Principal Investigator: Lisa Dierker
CoPrincipal Investigator(s): Jennifer Rose
Organization: Wesleyan University
Abstract:
Most of the highest paying, in-demand jobs now require skills in data analysis, making data analysis and interpretation skills arguably as important as reading or writing. This project aims to equip the future STEM workforce with the data analysis skills needed to advance innovation across industries. To this end, this project will disseminate a project-based data analysis curriculum that enables students to use leading analytic platforms (e.g., SAS; R; Python; Stata) to explore and interpret big data, in the context of students’ own research projects.
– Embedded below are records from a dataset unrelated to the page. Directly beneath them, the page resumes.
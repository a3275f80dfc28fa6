//! Application error taxonomy and its mapping onto HTTP responses.
//!
//! Recoverable conditions (malformed import documents, rejected conflict
//! resolutions) carry their message through to the client; persistence
//! failures are logged server-side and answered with a generic 500.

use axum::{
    http::StatusCode,
    response::{IntoResponse, Response},
    Json,
};
use serde_json::json;
use std::fmt;

#[derive(Debug)]
pub enum AppError {
    // 400: import document is not an array of the declared record kind
    MalformedImport(String),

    // 422: intra-file resolution left blank or duplicate ids
    ValidationRejected(String),

    // 404
    NotFound(String),

    // 409: duplicate id on create, or an import already in flight
    Conflict(String),

    // 500: the JSON file store could not be read or written
    Persistence(String),
}

impl fmt::Display for AppError {
    fn fmt(&self, f: &mut fmt::Formatter<'_>) -> fmt::Result {
        write!(f, "{:?}", self)
    }
}

impl std::error::Error for AppError {}

impl IntoResponse for AppError {
    fn into_response(self) -> Response {
        let (status, error_message) = match self {
            AppError::MalformedImport(msg) => (StatusCode::BAD_REQUEST, msg),
            AppError::ValidationRejected(msg) => (StatusCode::UNPROCESSABLE_ENTITY, msg),
            AppError::NotFound(msg) => (StatusCode::NOT_FOUND, msg),
            AppError::Conflict(msg) => (StatusCode::CONFLICT, msg),
            AppError::Persistence(msg) => {
                tracing::error!("persistence failure: {}", msg);
                (
                    StatusCode::INTERNAL_SERVER_ERROR,
                    "persistence failure".to_string(),
                )
            }
        };
        let body = Json(json!({
            "error": error_message,
        }));

        (status, body).into_response()
    }
}

/// Lets store code use `?` on file operations.
impl From<std::io::Error> for AppError {
    fn from(err: std::io::Error) -> Self {
        AppError::Persistence(err.to_string())
    }
}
This curriculum is designed to help students experience the power and excitement of data-driven inquiry, regardless of their preparation or initial interest. The project aims to implement this curriculum in varied educational settings and to train educators so that the curriculum can reach large numbers of learners. By project estimates, this implementation will directly involve more than 70 educational settings across the country, hundreds of instructors, and thousands of students. By making data science education more accessible, the project aims to increase the recruitment and retention of women and other underrepresented students, into careers requiring data analysis skills. In this way, it can help to create a larger, more diverse population with the data analysis skills needed across industry sectors, disciplines, and audiences, thus contributing to the nation’s competitiveness in the global economy.
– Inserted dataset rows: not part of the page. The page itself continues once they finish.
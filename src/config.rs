//! Loading game configuration (data directory, dice mode, turn pacing)
//! from TOML.
//!
//! Every field is optional; a missing or unparsable file just means
//! defaults. See `GameConfig` for the expected schema.

use std::path::PathBuf;

use serde::Deserialize;
use tracing::{error, info};

use crate::domain::DiceCount;

#[derive(Clone, Debug, Deserialize)]
pub struct GameConfig {
  /// Directory holding `questions.json` and `students.json`.
  #[serde(default = "default_data_dir")]
  pub data_dir: PathBuf,
  /// Dice mode at startup. The admin can change it at runtime.
  #[serde(default)]
  pub num_dice: DiceCount,
  #[serde(default)]
  pub turn: TurnDelays,
}

/// Animation pacing, in milliseconds. The scheduled turn transitions fire
/// after these delays.
#[derive(Clone, Copy, Debug, Deserialize)]
pub struct TurnDelays {
  #[serde(default = "default_roll_ms")]
  pub roll_ms: u64,
  #[serde(default = "default_shuffle_ms")]
  pub shuffle_ms: u64,
  #[serde(default = "default_settle_ms")]
  pub settle_ms: u64,
}

fn default_data_dir() -> PathBuf {
  PathBuf::from("./data")
}

fn default_roll_ms() -> u64 {
  1000
}

fn default_shuffle_ms() -> u64 {
  500
}

fn default_settle_ms() -> u64 {
  3000
}

impl Default for GameConfig {
  fn default() -> Self {
    Self {
      data_dir: default_data_dir(),
      num_dice: DiceCount::default(),
      turn: TurnDelays::default(),
    }
  }
}

impl Default for TurnDelays {
  fn default() -> Self {
    Self {
      roll_ms: default_roll_ms(),
      shuffle_ms: default_shuffle_ms(),
      settle_ms: default_settle_ms(),
    }
  }
}

/// Attempt to load `GameConfig` from GAME_CONFIG_PATH. On any parsing/IO
/// error, returns None and the caller falls back to defaults.
pub fn load_game_config_from_env() -> Option<GameConfig> {
  let path = std::env::var("GAME_CONFIG_PATH").ok()?;
  match std::fs::read_to_string(&path) {
    Ok(s) => match toml::from_str::<GameConfig>(&s) {
      Ok(cfg) => {
        info!(target: "chemroll_backend", %path, "Loaded game config (TOML)");
        Some(cfg)
      }
      Err(e) => {
        error!(target: "chemroll_backend", %path, error = %e, "Failed to parse TOML config");
        None
      }
    },
    Err(e) => {
      error!(target: "chemroll_backend", %path, error = %e, "Failed to read TOML config file");
      None
    }
  }
}

#[cfg(test)]
mod tests {
  use super::*;

  #[test]
  fn empty_toml_yields_defaults() {
    let cfg: GameConfig = toml::from_str("").unwrap();
    assert_eq!(cfg.data_dir, PathBuf::from("./data"));
    assert_eq!(cfg.num_dice, DiceCount::Two);
    assert_eq!(cfg.turn.roll_ms, 1000);
    assert_eq!(cfg.turn.shuffle_ms, 500);
    assert_eq!(cfg.turn.settle_ms, 3000);
  }

  #[test]
  fn partial_toml_keeps_the_rest_defaulted() {
    let cfg: GameConfig = toml::from_str(
      r#"
        data_dir = "/tmp/chemroll"
        num_dice = 1

        [turn]
        settle_ms = 0
      "#,
    )
    .unwrap();
    assert_eq!(cfg.data_dir, PathBuf::from("/tmp/chemroll"));
    assert_eq!(cfg.num_dice, DiceCount::One);
    assert_eq!(cfg.turn.roll_ms, 1000);
    assert_eq!(cfg.turn.settle_ms, 0);
  }
}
The program is designed to leverage existing infrastructure at new implementation sites and integrate a coordinated set of evidence-based practices to support students’ and instructors’ learning and engagement in research projects with large data sets. Key characteristics of the project include: 1) project-based learning tied to learner interest and intrinsic motivation; 2) opportunities for multidisciplinary inquiry; 3) analysis of large data sets in real world contexts; 4) programming as a window into data-driven reasoning and communication; and 5) intensive, student-centered one-on-one support that capitalizes on evidence-based strategies to promote success for underrepresented youth. The project will use a pre/post survey, quasi-experimental design, employing state-of-the-art causal inference techniques, together with institutional data, to answer five research questions: Does the curriculum result in positive student outcomes? Does the curriculum increase exposure to data analysis skills for women, under-represented students, and students with learning disabilities? Is the model of educator training and professional development effective in fostering knowledge and confidence in its delivery? To what extent do participating educators apply and sustain the project-based model within their programs and classrooms? At the institutional level, what format and fiscal model of support provides greatest sustainability for the data-driven curriculum? By conducting evaluative research that includes the areas of educator training, program sustainability, and student outcomes, the project will contribute new knowledge about teaching and learning data analytics.
This award reflects NSF’s statutory mission and has been deemed worthy of support through evaluation using the Foundation’s intellectual merit and broader impacts review criteria.